Figure 1. The cancer-immunity cycle (Chen et al., Immunity, 2013). Immunity in cancer is a cyclic self-propagating process. Each cycle starts with cell death and ends with a T cell response.
Our programme focuses on the crosstalk between cell death, inflammation and immunity in cancer. Immunogenic cell death is a successful dialog between a dying cell and a rightly disposed immune system.
If successful, this interaction promotes an immunogenic outcome proportional to the threat. Critical for the dialog are damage-associated molecular patterns (DAMPs), whose production varies depending on the type of cell death in quantity and quality.
How can we take advantage of the fundamental principles of immunogenicity (Figure 2)? Our improved understanding of the different types of cell death - apoptosis, necroptosis, pyroptosis, and ferroptosis - and their interconnectivity with innate and adaptive immunity has unearthed new opportunities to guide our immune system to fight cancer.
Our goal is to manipulate cell death signalling pathways so that they not only kill the cancer cell, but also guarantee an immunogenic outcome. This can be achieved using strategies that are based on ‘viral mimicry’. This simulates the presence of an imaginary pathogen, collaterally triggering an attack on the tumour and an immunisation against tumour antigens.
Additionally, since cancer treatment often fails because of the evolution of resistant clones, we aim to ‘steer’ cancer evolution by changing the fitness landscape of cancer cells while strengthening the one of surrounding healthy tissue.
Figure 2. The Triforce of Immunogenic Cell Death. The key parameters of immunogenic cell death: antigenicity, inflammation, and adjuvanticity. While these signals might come from different sources in tissue micro-environment, they must converge to the same antigen presenting cell to allow immunogenicity.The overarching goal of our research programme is to identify and understand the molecular mechanisms behind immunogenic cell death so they can be manipulated in cancer therapies. Our research themes are (Figure 3):
Theme 1: Immunogenic cell death in cancer
• Identify regulatory mechanisms of necroptosis/apoptosis/pyroptosis and DAMPs production in the tumour
• Study the therapeutic consequences of immunogenic cell death on tumour/immune interactions in breast and lung cancer
Theme 2: Winners versus Losers: Cell Competition in tumour evolution, heterogeneity and drug resistance
• Develop novel anti-cancer treatment approaches that target the competitiveness features of the tumour microenvironment to convert super-competitor cancer cells into super-losers.

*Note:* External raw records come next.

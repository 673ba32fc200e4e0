//! SZ-007: Structural validation — the stack machine without execution.
//!
//! Checks lexing, subindent consistency, directive names per scope and option
//! placement. Every top-level stanza passes through here before any of it
//! runs, in-process or in a worker; `stanza validate` runs it over whole files.

use super::parser::{lex_line, parse_file_option, LineKind, ParseError, ScriptLine, SourceLine};
use super::registry::{Registry, ROOT_SCOPE};
use super::stack::ExecutionStack;

/// Subindent mismatch against the active unit.
pub fn indent_error(file: &str, line: &ScriptLine, expected: usize) -> ParseError {
    ParseError::new(
        file,
        line.number,
        format!(
            "inconsistent indentation: expected column {}, found column {}",
            expected, line.indent
        ),
    )
}

/// Option line after its unit already opened a nested directive.
pub fn option_after_nested(file: &str, line: &ScriptLine, name: &str, unit: &str) -> ParseError {
    ParseError::new(
        file,
        line.number,
        format!(
            "option '{}' must come before the nested directives of '{}'",
            name, unit
        ),
    )
}

/// Validate `lines` as if they were a whole file. Returns the number of directives seen.
pub fn check_structure(
    file: &str,
    registry: &Registry,
    lines: &[SourceLine],
) -> Result<usize, ParseError> {
    // (name, nested scope) per open directive
    let mut stack: ExecutionStack<(String, Option<&'static str>)> = ExecutionStack::new();
    let mut directives = 0;

    for source in lines {
        let Some(line) = lex_line(file, source)? else {
            continue;
        };
        while stack.pop_at_or_above(line.indent).is_some() {}
        stack
            .bind_subindent(line.indent)
            .map_err(|expected| indent_error(file, &line, expected))?;

        match &line.kind {
            LineKind::Option { name, value } => match stack.top() {
                None => {
                    parse_file_option(name, value)
                        .map_err(|m| ParseError::new(file, line.number, m))?;
                }
                Some(frame) if frame.nested => {
                    return Err(option_after_nested(file, &line, name, &frame.item.0));
                }
                Some(_) => {}
            },
            LineKind::Directive { name, .. } => {
                let scope = stack.top().map_or(Some(ROOT_SCOPE), |f| f.item.1);
                let spec = registry
                    .lookup(scope, name)
                    .map_err(|m| ParseError::new(file, line.number, m))?;
                stack.push(line.indent, (name.clone(), spec.children));
                directives += 1;
            }
        }
    }
    Ok(directives)
}

#[cfg(test)]
mod tests {
    use super::*;
    use crate::core::parser::source_lines;
    use crate::core::testing::probe_registry;

    fn check(text: &str) -> Result<usize, ParseError> {
        check_structure("t.stz", &probe_registry(), &source_lines(text))
    }

    #[test]
    fn test_sz007_valid_nesting() {
        let text = "\
maxjobs = 2
probe a
  k = v
  probe b
    scripted ok
  scripted ok
probe c
";
        assert_eq!(check(text), Ok(5));
    }

    #[test]
    fn test_sz007_unknown_directive() {
        let err = check("probe a\n  bogus x\n").unwrap_err();
        assert_eq!(err.line, 2);
        assert!(err.message.contains("unknown directive 'bogus'"));
    }

    #[test]
    fn test_sz007_nested_under_leaf() {
        let err = check("scripted ok\n  probe x\n").unwrap_err();
        assert!(err.message.contains("accepts no nested directives"));
    }

    #[test]
    fn test_sz007_sibling_indent_mismatch() {
        let err = check("probe a\n    probe b\n  probe c\n").unwrap_err();
        assert_eq!(err.line, 3);
        assert!(err.message.contains("expected column 4, found column 2"));
    }

    #[test]
    fn test_sz007_top_level_indent_mismatch() {
        let err = check("  probe a\nprobe b\n").unwrap_err();
        assert_eq!(err.line, 2);
    }

    #[test]
    fn test_sz007_option_between_levels_rejected() {
        let text = "probe a\n    probe b\n  k = v\n";
        let err = check(text).unwrap_err();
        assert_eq!(err.line, 3);
        assert!(err.message.contains("inconsistent indentation"));
    }

    #[test]
    fn test_sz007_option_after_nested() {
        let err = check("probe a\n  probe b\n  k = v\n").unwrap_err();
        assert!(err.message.contains("must come before the nested directives of 'probe'"));
    }

    #[test]
    fn test_sz007_tabs_match_spaces() {
        assert_eq!(check("probe a\n\tprobe b\n        probe c\n"), Ok(3));
    }

    #[test]
    fn test_sz007_bad_file_option() {
        let err = check("maxjobs = none\n").unwrap_err();
        assert!(err.message.contains("maxjobs"));
        let err = check("colour = red\n").unwrap_err();
        assert!(err.message.contains("unknown file option"));
    }

    #[test]
    fn test_sz007_blank_and_comments_ignored() {
        assert_eq!(check("# header\n\nprobe a   # trailing\n\n  # nested comment\n"), Ok(1));
    }
}
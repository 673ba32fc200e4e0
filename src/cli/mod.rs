//! SZ-016: CLI subcommands — run, validate, directives, worker.

use crate::core::config::{self, BatchConfig};
use crate::core::context::Context;
use crate::core::parser::source_lines;
use crate::core::registry::Registry;
use crate::core::runner::BatchRunner;
use crate::core::scheduler::WorkerCommand;
use crate::core::types::{EXIT_FAILURE, EXIT_SUCCESS};
use crate::core::validate::check_structure;
use crate::core::worker;
use crate::directives::builtin_registry;
use crate::logs::{LogAggregator, SinkConfig, SinkKind, ALWAYS, DETAIL, NORMAL};
use clap::Subcommand;
use std::path::{Path, PathBuf};
use std::sync::atomic::{AtomicBool, Ordering};
use std::sync::Arc;

#[derive(Subcommand, Debug)]
pub enum Commands {
    /// Run script files in order
    Run {
        /// Script files
        #[arg(required = true)]
        files: Vec<PathBuf>,

        /// Worker processes per file for top-level directives
        #[arg(short, long)]
        jobs: Option<usize>,

        /// Keep going after a failure
        #[arg(long)]
        persist: bool,

        /// Batch config (YAML)
        #[arg(short, long)]
        config: Option<PathBuf>,

        /// More console output (repeatable)
        #[arg(short, long, action = clap::ArgAction::Count)]
        verbose: u8,

        /// Only summaries on the console
        #[arg(short, long, conflicts_with = "verbose")]
        quiet: bool,

        /// Also write a full-detail log to this file
        #[arg(long)]
        log: Option<PathBuf>,

        /// Append run events (JSONL) to this file
        #[arg(long)]
        events: Option<PathBuf>,
    },

    /// Check script structure without running anything
    Validate {
        /// Script files
        #[arg(required = true)]
        files: Vec<PathBuf>,
    },

    /// List built-in directives
    Directives,

    /// Run one delegated stanza read from stdin
    #[command(hide = true)]
    Worker,
}

/// Options of `run` that adjust the batch config.
#[derive(Debug, Clone, Default)]
pub struct RunOverrides {
    pub jobs: Option<usize>,
    pub persist: bool,
    pub verbose: u8,
    pub quiet: bool,
    pub log: Option<PathBuf>,
    pub events: Option<PathBuf>,
}

/// Dispatch a CLI command. Returns the process exit status.
pub fn dispatch(cmd: Commands) -> Result<i32, String> {
    match cmd {
        Commands::Run {
            files,
            jobs,
            persist,
            config,
            verbose,
            quiet,
            log,
            events,
        } => {
            let overrides = RunOverrides {
                jobs,
                persist,
                verbose,
                quiet,
                log,
                events,
            };
            cmd_run(&files, config.as_deref(), &overrides)
        }
        Commands::Validate { files } => cmd_validate(&files),
        Commands::Directives => {
            print!("{}", describe_registry(&builtin_registry()));
            Ok(EXIT_SUCCESS)
        }
        Commands::Worker => {
            let interrupt = install_interrupt_handler()?;
            Ok(worker::run_worker(
                &builtin_registry(),
                std::io::stdin().lock(),
                interrupt,
            ))
        }
    }
}

fn install_interrupt_handler() -> Result<Arc<AtomicBool>, String> {
    let flag = Arc::new(AtomicBool::new(false));
    let handler_flag = Arc::clone(&flag);
    ctrlc::set_handler(move || handler_flag.store(true, Ordering::SeqCst))
        .map_err(|e| format!("cannot install interrupt handler: {}", e))?;
    Ok(flag)
}

/// Load the config (or defaults) and apply command-line overrides.
pub fn build_config(path: Option<&Path>, overrides: &RunOverrides) -> Result<BatchConfig, String> {
    let mut config = match path {
        Some(path) => config::parse_config_file(path)?,
        None => BatchConfig::default(),
    };

    if let Some(jobs) = overrides.jobs {
        config.max_jobs = jobs;
    }
    config.persist |= overrides.persist;
    if overrides.verbose > 0 || overrides.quiet {
        let level = if overrides.quiet {
            ALWAYS
        } else {
            NORMAL.saturating_add(overrides.verbose).min(DETAIL)
        };
        for sink in config.sinks.iter_mut().filter(|s| s.kind == SinkKind::Console) {
            sink.level = level;
        }
    }
    if let Some(log) = &overrides.log {
        config.sinks.push(SinkConfig {
            kind: SinkKind::File,
            path: Some(log.clone()),
            level: DETAIL,
        });
    }
    if overrides.events.is_some() {
        config.events = overrides.events.clone();
    }

    let errors = config::validate_config(&config);
    if !errors.is_empty() {
        for e in &errors {
            eprintln!("  ERROR: {}", e);
        }
        return Err(format!("{} config error(s)", errors.len()));
    }
    Ok(config)
}

fn cmd_run(files: &[PathBuf], config_path: Option<&Path>, overrides: &RunOverrides) -> Result<i32, String> {
    let config = build_config(config_path, overrides)?;
    let logs = LogAggregator::from_configs(&config.sinks)?;
    let interrupt = install_interrupt_handler()?;
    let mut ctx = Context::new(logs, config.persist)
        .with_events(config.events.clone())
        .with_interrupt(interrupt);

    // Always offered: a file's own `maxjobs` can turn on workers even at -j 1.
    let worker = match WorkerCommand::current_exe() {
        Ok(cmd) => Some(cmd),
        Err(e) => {
            ctx.warn(&format!("{}; running every directive in-process", e));
            None
        }
    };

    let registry = builtin_registry();
    let report = BatchRunner::new(&registry, config.max_jobs)
        .with_worker(worker)
        .run(&mut ctx, files);
    Ok(report.exit_code())
}

/// Structural check of each file; returns the number of directives.
fn validate_file(registry: &Registry, path: &Path) -> Result<usize, String> {
    let text = std::fs::read_to_string(path)
        .map_err(|e| format!("cannot read {}: {}", path.display(), e))?;
    check_structure(&path.display().to_string(), registry, &source_lines(&text))
        .map_err(|e| e.to_string())
}

fn cmd_validate(files: &[PathBuf]) -> Result<i32, String> {
    let registry = builtin_registry();
    let mut failed = 0;
    for path in files {
        match validate_file(&registry, path) {
            Ok(count) => println!("OK: {} ({} directives)", path.display(), count),
            Err(e) => {
                eprintln!("  ERROR: {}", e);
                failed += 1;
            }
        }
    }
    if failed == 0 {
        Ok(EXIT_SUCCESS)
    } else {
        eprintln!("{} of {} file(s) invalid", failed, files.len());
        Ok(EXIT_FAILURE)
    }
}

/// Listing of every scope and its directives.
pub fn describe_registry(registry: &Registry) -> String {
    let mut out = String::new();
    for scope in registry.scopes() {
        out.push_str(&format!("{}:\n", scope));
        for (name, spec) in registry.entries(scope) {
            out.push_str(&format!("  {:<8} {}\n", name, spec.summary));
        }
    }
    out
}
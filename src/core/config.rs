//! SZ-015: Batch configuration — YAML file, defaults and validation.

use crate::logs::{SinkConfig, SinkKind, DETAIL, NORMAL};
use serde::{Deserialize, Serialize};
use std::path::{Path, PathBuf};

/// Settings for one batch, as read from `stanza.yaml`.
#[derive(Debug, Clone, PartialEq, Eq, Serialize, Deserialize)]
#[serde(deny_unknown_fields)]
pub struct BatchConfig {
    /// Keep going after a failure
    #[serde(default)]
    pub persist: bool,

    /// Default worker pool size per file; `maxjobs = N` in a script overrides it
    #[serde(default = "default_max_jobs")]
    pub max_jobs: usize,

    #[serde(default = "default_sinks")]
    pub sinks: Vec<SinkConfig>,

    /// JSONL run event log
    #[serde(default)]
    pub events: Option<PathBuf>,
}

fn default_max_jobs() -> usize {
    1
}

fn default_sinks() -> Vec<SinkConfig> {
    vec![SinkConfig {
        kind: SinkKind::Console,
        path: None,
        level: NORMAL,
    }]
}

impl Default for BatchConfig {
    fn default() -> Self {
        Self {
            persist: false,
            max_jobs: default_max_jobs(),
            sinks: default_sinks(),
            events: None,
        }
    }
}

/// A config validation error.
#[derive(Debug, Clone, PartialEq, Eq)]
pub struct ValidationError {
    pub message: String,
}

impl std::fmt::Display for ValidationError {
    fn fmt(&self, f: &mut std::fmt::Formatter<'_>) -> std::fmt::Result {
        write!(f, "{}", self.message)
    }
}

/// Parse a batch config file from disk.
pub fn parse_config_file(path: &Path) -> Result<BatchConfig, String> {
    let content = std::fs::read_to_string(path)
        .map_err(|e| format!("failed to read {}: {}", path.display(), e))?;
    parse_config(&content)
}

/// Parse a batch config from a string.
pub fn parse_config(yaml: &str) -> Result<BatchConfig, String> {
    serde_yaml_ng::from_str(yaml).map_err(|e| format!("YAML parse error: {}", e))
}

/// Validate a parsed config. Returns a list of errors (empty = valid).
pub fn validate_config(config: &BatchConfig) -> Vec<ValidationError> {
    let mut errors = Vec::new();

    if config.max_jobs == 0 {
        errors.push(ValidationError {
            message: "max_jobs must be at least 1".to_string(),
        });
    }

    for (i, sink) in config.sinks.iter().enumerate() {
        if sink.level > DETAIL {
            errors.push(ValidationError {
                message: format!(
                    "sink {} level {} is above the maximum {}",
                    i, sink.level, DETAIL
                ),
            });
        }
        match sink.kind {
            SinkKind::File if sink.path.is_none() => {
                errors.push(ValidationError {
                    message: format!("sink {} (file) has no path", i),
                });
            }
            SinkKind::Console if sink.path.is_some() => {
                errors.push(ValidationError {
                    message: format!("sink {} (console) does not take a path", i),
                });
            }
            _ => {}
        }
    }

    errors
}
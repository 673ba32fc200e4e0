//! SZ-003: Execution stack — the chain of currently open units.
//!
//! An owned, ordered list replaces parent back-references. The bottom of the
//! stack is the file itself, which is never popped while scanning; it only
//! carries the top-level subindent.

/// One open unit and its indentation bookkeeping.
#[derive(Debug)]
pub struct Frame<T> {
    /// Indentation of the line that opened this unit.
    pub indent: usize,
    /// Indentation of this unit's children, fixed by its first child line.
    pub subindent: Option<usize>,
    /// Set once a nested directive has been opened under this unit.
    pub nested: bool,
    pub item: T,
}

/// Stack of open units above the file level.
#[derive(Debug)]
pub struct ExecutionStack<T> {
    root_subindent: Option<usize>,
    frames: Vec<Frame<T>>,
}

impl<T> Default for ExecutionStack<T> {
    fn default() -> Self {
        Self::new()
    }
}

impl<T> ExecutionStack<T> {
    pub fn new() -> Self {
        Self {
            root_subindent: None,
            frames: Vec::new(),
        }
    }

    /// Number of open units (the file itself not counted).
    pub fn depth(&self) -> usize {
        self.frames.len()
    }

    /// True when the file is the active unit.
    pub fn is_top_level(&self) -> bool {
        self.frames.is_empty()
    }

    pub fn top(&self) -> Option<&Frame<T>> {
        self.frames.last()
    }

    pub fn top_mut(&mut self) -> Option<&mut Frame<T>> {
        self.frames.last_mut()
    }

    /// Open a unit at `indent` as a child of the active one.
    pub fn push(&mut self, indent: usize, item: T) {
        if let Some(parent) = self.frames.last_mut() {
            parent.nested = true;
        }
        self.frames.push(Frame {
            indent,
            subindent: None,
            nested: false,
            item,
        });
    }

    /// Pop the innermost unit if its own indent is `>= level`.
    ///
    /// Call in a loop to close every stanza a line at `level` ends; afterwards
    /// the active unit's indent is strictly below `level`.
    pub fn pop_at_or_above(&mut self, level: usize) -> Option<Frame<T>> {
        match self.frames.last() {
            Some(frame) if frame.indent >= level => self.frames.pop(),
            _ => None,
        }
    }

    /// Pop the innermost unit unconditionally.
    pub fn pop(&mut self) -> Option<Frame<T>> {
        self.frames.pop()
    }

    /// Record or check the active unit's subindent against a line at `level`.
    ///
    /// The first child line fixes the subindent; later lines must match it.
    /// On mismatch returns the established subindent.
    pub fn bind_subindent(&mut self, level: usize) -> Result<(), usize> {
        let slot = match self.frames.last_mut() {
            Some(frame) => &mut frame.subindent,
            None => &mut self.root_subindent,
        };
        match *slot {
            None => {
                *slot = Some(level);
                Ok(())
            }
            Some(expected) if expected == level => Ok(()),
            Some(expected) => Err(expected),
        }
    }

    /// Open units, outermost first.
    pub fn iter(&self) -> impl DoubleEndedIterator<Item = &Frame<T>> {
        self.frames.iter()
    }
}
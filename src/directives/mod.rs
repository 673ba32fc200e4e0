//! Built-in directives and the registry that exposes them.

pub mod basic;
pub mod group;
pub mod shell;

use crate::core::registry::{DirectiveSpec, Registry, ROOT_SCOPE};
use crate::core::unit::Directive;

/// Registry scope for directives nested under `group`.
pub const GROUP_SCOPE: &str = "group";

fn noop(_args: &str) -> Box<dyn Directive> {
    Box::new(basic::Noop)
}

fn echo(args: &str) -> Box<dyn Directive> {
    Box::new(basic::Echo::new(args))
}

fn fail(args: &str) -> Box<dyn Directive> {
    Box::new(basic::Fail::new(args))
}

fn sleep(args: &str) -> Box<dyn Directive> {
    Box::new(basic::Sleep::new(args))
}

fn shell(args: &str) -> Box<dyn Directive> {
    Box::new(shell::Shell::new(args))
}

fn group(args: &str) -> Box<dyn Directive> {
    Box::new(group::Group::new(args))
}

/// Every built-in, in listing order.
pub const BUILTINS: [(&str, DirectiveSpec); 6] = [
    (
        "noop",
        DirectiveSpec {
            factory: noop,
            children: None,
            summary: "do nothing",
        },
    ),
    (
        "echo",
        DirectiveSpec {
            factory: echo,
            children: None,
            summary: "log the argument text",
        },
    ),
    (
        "fail",
        DirectiveSpec {
            factory: fail,
            children: None,
            summary: "fail with the argument text as message",
        },
    ),
    (
        "sleep",
        DirectiveSpec {
            factory: sleep,
            children: None,
            summary: "sleep SECONDS",
        },
    ),
    (
        "shell",
        DirectiveSpec {
            factory: shell,
            children: None,
            summary: "run a bash command; options: expect, cwd",
        },
    ),
    (
        "group",
        DirectiveSpec {
            factory: group,
            children: Some(GROUP_SCOPE),
            summary: "container for nested directives; options: setup, teardown",
        },
    ),
];

/// The built-ins, available at file level and inside `group`.
pub fn builtin_registry() -> Registry {
    let mut registry = Registry::new();
    for scope in [ROOT_SCOPE, GROUP_SCOPE] {
        for (name, spec) in BUILTINS {
            registry.register(scope, name, spec);
        }
    }
    registry
}

#[cfg(test)]
mod tests {
    use super::*;
    use crate::core::runner::BatchRunner;
    use crate::core::testing::probe_context;

    #[test]
    fn test_sz023_registry_scopes() {
        let registry = builtin_registry();
        assert_eq!(registry.scopes().collect::<Vec<_>>(), [ROOT_SCOPE, GROUP_SCOPE]);
        let names: Vec<_> = registry.entries(GROUP_SCOPE).map(|(n, _)| n).collect();
        assert_eq!(names, ["noop", "echo", "fail", "sleep", "shell", "group"]);
        assert!(registry.lookup(Some(ROOT_SCOPE), "shell").is_ok());
        assert!(registry.lookup(None, "shell").is_err());
    }

    #[test]
    fn test_sz023_factories_build_named_handlers() {
        for (name, spec) in BUILTINS {
            assert_eq!((spec.factory)("x").name(), name);
        }
    }

    #[test]
    fn test_sz023_script_end_to_end() {
        let dir = tempfile::tempdir().unwrap();
        let script = dir.path().join("a.stz");
        std::fs::write(
            &script,
            "\
group outer
  setup = true
  echo first
  shell echo from-shell
  group inner
    noop
  echo last
",
        )
        .unwrap();
        let registry = builtin_registry();
        let (mut ctx, buf) = probe_context(false);
        let report = BatchRunner::new(&registry, 1).run(&mut ctx, &[script]);
        assert!(report.success(), "{}", buf.contents());
        let out = buf.contents();
        let first = out.find("first").unwrap();
        let shell = out.find("from-shell").unwrap();
        let last = out.find("    last").unwrap();
        assert!(first < shell && shell < last);
    }
}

figure 3: Research programme overview. Theme 1 (left): Immunogenic Cell Death (pushing current treatment regiments into immunogenic cell death). Theme 2 (right): Killing tumour cells by targeting the fitness landscape.
- We established that IAPs (Inhibitors of APoptosis proteins) function at the crossroad of cell death regulation and inflammation; a view-point that is currently being exploited in clinical trials with pharmacological inhibitors of IAPs.
- We contributed to the characterisation of the ripoptosome, a large protein complex that can regulate cell death, mitosis, cell motility and cytokine production, with exciting implications for the design of novel therapeutic approaches aimed at selectively destroying apoptosis-resistant cancer cells.
- We reported the first pre-clinical application of an in vivo treatment protocol for soft-tissue sarcoma that directly engages RIPK1-mediated immunogenic cell death.
Professor Meier and his group are using patient-derived organoids and animal models to investigate the complex relationship between cell death, immunity and tumorigenesis. Since these pathways are conserved between different species, it will be important to understand evolutionary principles that cause human diseases. Particularly, the laboratory is investigating the role of cell death, immunity and inflammation in adaptation to tissue stress, treatment resistance and tumour surveillance.